Exercise goal: Respond with nothing but the number of lines in this data that include the word "filename".

____ Dataset excerpts

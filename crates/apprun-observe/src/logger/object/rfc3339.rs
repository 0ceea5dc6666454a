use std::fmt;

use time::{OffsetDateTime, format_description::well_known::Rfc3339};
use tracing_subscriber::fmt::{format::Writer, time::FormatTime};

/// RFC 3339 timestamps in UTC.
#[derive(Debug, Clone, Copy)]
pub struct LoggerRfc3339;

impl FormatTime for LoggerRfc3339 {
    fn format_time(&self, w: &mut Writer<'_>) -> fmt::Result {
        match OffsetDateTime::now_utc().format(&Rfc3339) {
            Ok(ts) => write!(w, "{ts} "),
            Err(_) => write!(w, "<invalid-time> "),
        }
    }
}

________
____ Dataset excerpts

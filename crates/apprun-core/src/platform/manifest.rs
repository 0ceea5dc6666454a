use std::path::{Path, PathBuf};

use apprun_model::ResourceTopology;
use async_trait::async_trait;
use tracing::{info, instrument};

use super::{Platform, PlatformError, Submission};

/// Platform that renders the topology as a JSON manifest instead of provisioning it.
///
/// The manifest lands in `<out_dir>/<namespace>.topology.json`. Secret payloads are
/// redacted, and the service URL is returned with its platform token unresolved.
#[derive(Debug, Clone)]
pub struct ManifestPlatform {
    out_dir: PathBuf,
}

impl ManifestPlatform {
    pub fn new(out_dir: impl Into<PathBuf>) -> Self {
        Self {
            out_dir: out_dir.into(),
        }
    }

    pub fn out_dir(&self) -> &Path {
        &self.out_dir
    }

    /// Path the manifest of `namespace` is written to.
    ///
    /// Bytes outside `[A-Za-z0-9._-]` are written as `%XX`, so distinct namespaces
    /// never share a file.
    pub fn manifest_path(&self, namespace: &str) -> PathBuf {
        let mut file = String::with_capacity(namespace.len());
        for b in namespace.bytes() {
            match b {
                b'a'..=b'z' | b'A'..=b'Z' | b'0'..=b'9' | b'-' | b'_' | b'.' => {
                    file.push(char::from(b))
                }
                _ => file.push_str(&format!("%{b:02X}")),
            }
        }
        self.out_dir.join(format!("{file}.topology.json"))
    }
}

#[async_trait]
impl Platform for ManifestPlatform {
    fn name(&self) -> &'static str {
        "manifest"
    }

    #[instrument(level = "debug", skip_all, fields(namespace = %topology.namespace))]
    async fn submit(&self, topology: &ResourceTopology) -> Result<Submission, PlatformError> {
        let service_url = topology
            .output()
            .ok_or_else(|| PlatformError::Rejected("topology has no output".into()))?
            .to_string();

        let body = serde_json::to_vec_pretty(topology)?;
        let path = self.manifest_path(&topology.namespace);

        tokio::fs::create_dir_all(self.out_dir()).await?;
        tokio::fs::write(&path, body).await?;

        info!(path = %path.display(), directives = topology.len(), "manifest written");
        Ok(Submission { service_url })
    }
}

________

Completed task: 2